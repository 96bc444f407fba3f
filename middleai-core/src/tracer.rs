//! The tracer facade: one span per model call, plus feedback submission.

use std::fmt;

use opentelemetry::KeyValue;
use opentelemetry::global;
use opentelemetry::trace::{Span as _, SpanContext, Tracer as _, TracerProvider as _};
use opentelemetry_sdk::trace::{SdkTracer, SdkTracerProvider, Span};
use secrecy::ExposeSecret;
use tracing::{debug, info, info_span, warn};
use tracing_futures::Instrument;

use crate::config::TracerConfig;
use crate::error::{CoreResult, MiddleAiError};
use crate::feedback::{FeedbackRecord, FeedbackType};
use crate::http_client::HttpClient;
use crate::params::{flatten_params, to_key_values};
use crate::telemetry::{
    API_KEY_HEADER, FIXED_START_KEYS, KEY_APPLICATION_REF, KEY_ENDUSER_ID, KEY_INITIAL_PROMPT,
    KEY_LLM_MODEL, KEY_LLM_OUTPUT, KEY_THREAD_ID, KEY_USER_PROMPT, TRACER_NAME, TraceRequest,
};

/// An open span for one model call. Close it with [`MiddleAiTracer::end_trace`].
///
/// `end_trace` takes the span by value, so a span cannot be ended twice. A span
/// dropped without `end_trace` is still ended by the SDK, without `llm_output`.
pub struct LlmSpan {
    inner: Span,
}

impl LlmSpan {
    pub fn span_context(&self) -> &SpanContext {
        self.inner.span_context()
    }
}

impl fmt::Debug for LlmSpan {
    fn fmt(&self, f: &mut fmt::Formatter<'_>) -> fmt::Result {
        f.debug_struct("LlmSpan")
            .field("span_context", self.inner.span_context())
            .finish()
    }
}

/// Traces model calls for one application and forwards end-user feedback.
pub struct MiddleAiTracer {
    name: String,
    config: TracerConfig,
    provider: SdkTracerProvider,
    tracer: SdkTracer,
    http: HttpClient,
}

impl fmt::Debug for MiddleAiTracer {
    fn fmt(&self, f: &mut fmt::Formatter<'_>) -> fmt::Result {
        f.debug_struct("MiddleAiTracer")
            .field("name", &self.name)
            .field("config", &self.config)
            .finish_non_exhaustive()
    }
}

impl MiddleAiTracer {
    /// Build the export pipeline for `name` and wrap it. Nothing is registered
    /// globally; see [`MiddleAiTracer::install_global`].
    pub fn new(name: impl Into<String>, config: TracerConfig) -> CoreResult<Self> {
        let name = name.into();
        let provider = crate::pipeline::build_provider(&name, &config)?;
        Self::with_provider(name, config, provider)
    }

    /// Construct from `MIDDLE_AI_ENDPOINT` / `MIDDLE_AI_API_KEY`.
    pub fn from_env(name: impl Into<String>) -> CoreResult<Self> {
        Self::new(name, TracerConfig::from_env()?)
    }

    /// Wrap a caller-built provider. The caller keeps control of how spans are
    /// processed and exported; `config` is still used for feedback.
    pub fn with_provider(
        name: impl Into<String>,
        config: TracerConfig,
        provider: SdkTracerProvider,
    ) -> CoreResult<Self> {
        config.validate()?;
        let http = HttpClient::new(&config.http)?;
        let tracer = provider.tracer(TRACER_NAME);
        Ok(Self {
            name: name.into(),
            config,
            provider,
            tracer,
            http,
        })
    }

    /// Application name, reported as `application_ref` and `service.name`.
    pub fn name(&self) -> &str {
        &self.name
    }

    pub fn endpoint(&self) -> &str {
        &self.config.endpoint
    }

    /// Open a span for a model call.
    ///
    /// The span starts with the six fixed attributes plus one
    /// `model_params.*` attribute per scalar leaf of `request.model_params`.
    pub fn start_trace(&self, request: TraceRequest) -> LlmSpan {
        let params = flatten_params(&request.model_params);
        let mut attributes = Vec::with_capacity(FIXED_START_KEYS.len() + params.len());
        attributes.push(KeyValue::new(KEY_LLM_MODEL, request.model));
        attributes.push(KeyValue::new(KEY_ENDUSER_ID, request.user));
        attributes.push(KeyValue::new(KEY_USER_PROMPT, request.prompt));
        attributes.push(KeyValue::new(KEY_APPLICATION_REF, self.name.clone()));
        attributes.push(KeyValue::new(KEY_THREAD_ID, request.thread_id));
        attributes.push(KeyValue::new(KEY_INITIAL_PROMPT, request.initial_prompt));
        attributes.extend(to_key_values(params));

        debug!(span = %request.name, attributes = attributes.len(), "starting trace");
        let inner = self
            .tracer
            .span_builder(request.name)
            .with_attributes(attributes)
            .start(&self.tracer);
        LlmSpan { inner }
    }

    /// Record the model output on `span` and end it.
    pub fn end_trace(&self, mut span: LlmSpan, output: impl Into<String>) {
        span.inner
            .set_attribute(KeyValue::new(KEY_LLM_OUTPUT, output.into()));
        span.inner.end();
        debug!(trace_id = %span.span_context().trace_id(), "trace ended");
    }

    /// Send one feedback record for `thread_id` to `{endpoint}/feedback`.
    ///
    /// `Ok(true)` on a 2xx response, `Ok(false)` on any other status, and
    /// `Err(Transport)` when no response was received. Never retried.
    pub async fn send_feedback(
        &self,
        thread_id: &str,
        user: &str,
        feedback_type: FeedbackType,
        feedback: &str,
    ) -> CoreResult<bool> {
        let record = FeedbackRecord {
            application_ref: &self.name,
            thread_id,
            enduser_id: user,
            feedback_type,
            feedback_value: feedback,
        };
        let url = self.config.feedback_url();
        let headers = [(API_KEY_HEADER, self.config.api_key.expose_secret())];

        let status = self
            .http
            .post_json_status(&url, &record, &headers)
            .instrument(info_span!("middleai.feedback", thread_id, kind = %feedback_type))
            .await?;

        if status.is_success() {
            info!(thread_id, %status, "feedback accepted");
            Ok(true)
        } else {
            warn!(thread_id, %status, "feedback rejected by collector");
            Ok(false)
        }
    }

    /// Export every finished span still buffered in the provider.
    pub fn force_flush(&self) -> CoreResult<()> {
        self.provider
            .force_flush()
            .map_err(|e| MiddleAiError::Exporter(format!("flush failed: {e}")))
    }

    /// Flush and stop the export pipeline. Spans started afterwards are dropped.
    pub fn shutdown(&self) -> CoreResult<()> {
        self.provider
            .shutdown()
            .map_err(|e| MiddleAiError::Exporter(format!("shutdown failed: {e}")))
    }

    /// Make this tracer's provider the process-wide `opentelemetry::global`
    /// provider. The last call wins if several tracers install themselves.
    pub fn install_global(&self) {
        global::set_tracer_provider(self.provider.clone());
    }
}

(Task description): Could you print every record above exactly as it appears?

(Exercise response):
repository 96bc444f407fba3f
filename middleai-core/src/tracer.rs
//! The tracer facade: one span per model call, plus feedback submission.

use std::fmt;

use opentelemetry::KeyValue;
use opentelemetry::global;
use opentelemetry::trace::{Span as _, SpanContext, Tracer as _, TracerProvider as _};
use opentelemetry_sdk::trace::{SdkTracer, SdkTracerProvider, Span};
use secrecy::ExposeSecret;
use tracing::{debug, info, info_span, warn};
use tracing_futures::Instrument;

use crate::config::TracerConfig;
use crate::error::{CoreResult, MiddleAiError};
use crate::feedback::{FeedbackRecord, FeedbackType};
use crate::http_client::HttpClient;
use crate::params::{flatten_params, to_key_values};
use crate::telemetry::{
    API_KEY_HEADER, FIXED_START_KEYS, KEY_APPLICATION_REF, KEY_ENDUSER_ID, KEY_INITIAL_PROMPT,
    KEY_LLM_MODEL, KEY_LLM_OUTPUT, KEY_THREAD_ID, KEY_USER_PROMPT, TRACER_NAME, TraceRequest,
};

/// An open span for one model call. Close it with [`MiddleAiTracer::end_trace`].
///
/// `end_trace` takes the span by value, so a span cannot be ended twice. A span
/// dropped without `end_trace` is still ended by the SDK, without `llm_output`.
pub struct LlmSpan {
    inner: Span,
}

impl LlmSpan {
    pub fn span_context(&self) -> &SpanContext {
        self.inner.span_context()
    }
}

impl fmt::Debug for LlmSpan {
    fn fmt(&self, f: &mut fmt::Formatter<'_>) -> fmt::Result {
        f.debug_struct("LlmSpan")
            .field("span_context", self.inner.span_context())
            .finish()
    }
}

/// Traces model calls for one application and forwards end-user feedback.
pub struct MiddleAiTracer {
    name: String,
    config: TracerConfig,
    provider: SdkTracerProvider,
    tracer: SdkTracer,
    http: HttpClient,
}

impl fmt::Debug for MiddleAiTracer {
    fn fmt(&self, f: &mut fmt::Formatter<'_>) -> fmt::Result {
        f.debug_struct("MiddleAiTracer")
            .field("name", &self.name)
            .field("config", &self.config)
            .finish_non_exhaustive()
    }
}

impl MiddleAiTracer {
    /// Build the export pipeline for `name` and wrap it. Nothing is registered
    /// globally; see [`MiddleAiTracer::install_global`].
    pub fn new(name: impl Into<String>, config: TracerConfig) -> CoreResult<Self> {
        let name = name.into();
        let provider = crate::pipeline::build_provider(&name, &config)?;
        Self::with_provider(name, config, provider)
    }

    /// Construct from `MIDDLE_AI_ENDPOINT` / `MIDDLE_AI_API_KEY`.
    pub fn from_env(name: impl Into<String>) -> CoreResult<Self> {
        Self::new(name, TracerConfig::from_env()?)
    }

    /// Wrap a caller-built provider. The caller keeps control of how spans are
    /// processed and exported; `config` is still used for feedback.
    pub fn with_provider(
        name: impl Into<String>,
        config: TracerConfig,
        provider: SdkTracerProvider,
    ) -> CoreResult<Self> {
        config.validate()?;
        let http = HttpClient::new(&config.http)?;
        let tracer = provider.tracer(TRACER_NAME);
        Ok(Self {
            name: name.into(),
            config,
            provider,
            tracer,
            http,
        })
    }

    /// Application name, reported as `application_ref` and `service.name`.
    pub fn name(&self) -> &str {
        &self.name
    }

    pub fn endpoint(&self) -> &str {
        &self.config.endpoint
    }

    /// Open a span for a model call.
    ///
    /// The span starts with the six fixed attributes plus one
    /// `model_params.*` attribute per scalar leaf of `request.model_params`.
    pub fn start_trace(&self, request: TraceRequest) -> LlmSpan {
        let params = flatten_params(&request.model_params);
        let mut attributes = Vec::with_capacity(FIXED_START_KEYS.len() + params.len());
        attributes.push(KeyValue::new(KEY_LLM_MODEL, request.model));
        attributes.push(KeyValue::new(KEY_ENDUSER_ID, request.user));
        attributes.push(KeyValue::new(KEY_USER_PROMPT, request.prompt));
        attributes.push(KeyValue::new(KEY_APPLICATION_REF, self.name.clone()));
        attributes.push(KeyValue::new(KEY_THREAD_ID, request.thread_id));
        attributes.push(KeyValue::new(KEY_INITIAL_PROMPT, request.initial_prompt));
        attributes.extend(to_key_values(params));

        debug!(span = %request.name, attributes = attributes.len(), "starting trace");
        let inner = self
            .tracer
            .span_builder(request.name)
            .with_attributes(attributes)
            .start(&self.tracer);
        LlmSpan { inner }
    }

    /// Record the model output on `span` and end it.
    pub fn end_trace(&self, mut span: LlmSpan, output: impl Into<String>) {
        span.inner
            .set_attribute(KeyValue::new(KEY_LLM_OUTPUT, output.into()));
        span.inner.end();
        debug!(trace_id = %span.span_context().trace_id(), "trace ended");
    }

    /// Send one feedback record for `thread_id` to `{endpoint}/feedback`.
    ///
    /// `Ok(true)` on a 2xx response, `Ok(false)` on any other status, and
    /// `Err(Transport)` when no response was received. Never retried.
    pub async fn send_feedback(
        &self,
        thread_id: &str,
        user: &str,
        feedback_type: FeedbackType,
        feedback: &str,
    ) -> CoreResult<bool> {
        let record = FeedbackRecord {
            application_ref: &self.name,
            thread_id,
            enduser_id: user,
            feedback_type,
            feedback_value: feedback,
        };
        let url = self.config.feedback_url();
        let headers = [(API_KEY_HEADER, self.config.api_key.expose_secret())];

        let status = self
            .http
            .post_json_status(&url, &record, &headers)
            .instrument(info_span!("middleai.feedback", thread_id, kind = %feedback_type))
            .await?;

        if status.is_success() {
            info!(thread_id, %status, "feedback accepted");
            Ok(true)
        } else {
            warn!(thread_id, %status, "feedback rejected by collector");
            Ok(false)
        }
    }

    /// Export every finished span still buffered in the provider.
    pub fn force_flush(&self) -> CoreResult<()> {
        self.provider
            .force_flush()
            .map_err(|e| MiddleAiError::Exporter(format!("flush failed: {e}")))
    }

    /// Flush and stop the export pipeline. Spans started afterwards are dropped.
    pub fn shutdown(&self) -> CoreResult<()> {
        self.provider
            .shutdown()
            .map_err(|e| MiddleAiError::Exporter(format!("shutdown failed: {e}")))
    }

    /// Make this tracer's provider the process-wide `opentelemetry::global`
    /// provider. The last call wins if several tracers install themselves.
    pub fn install_global(&self) {
        global::set_tracer_provider(self.provider.clone());
    }
}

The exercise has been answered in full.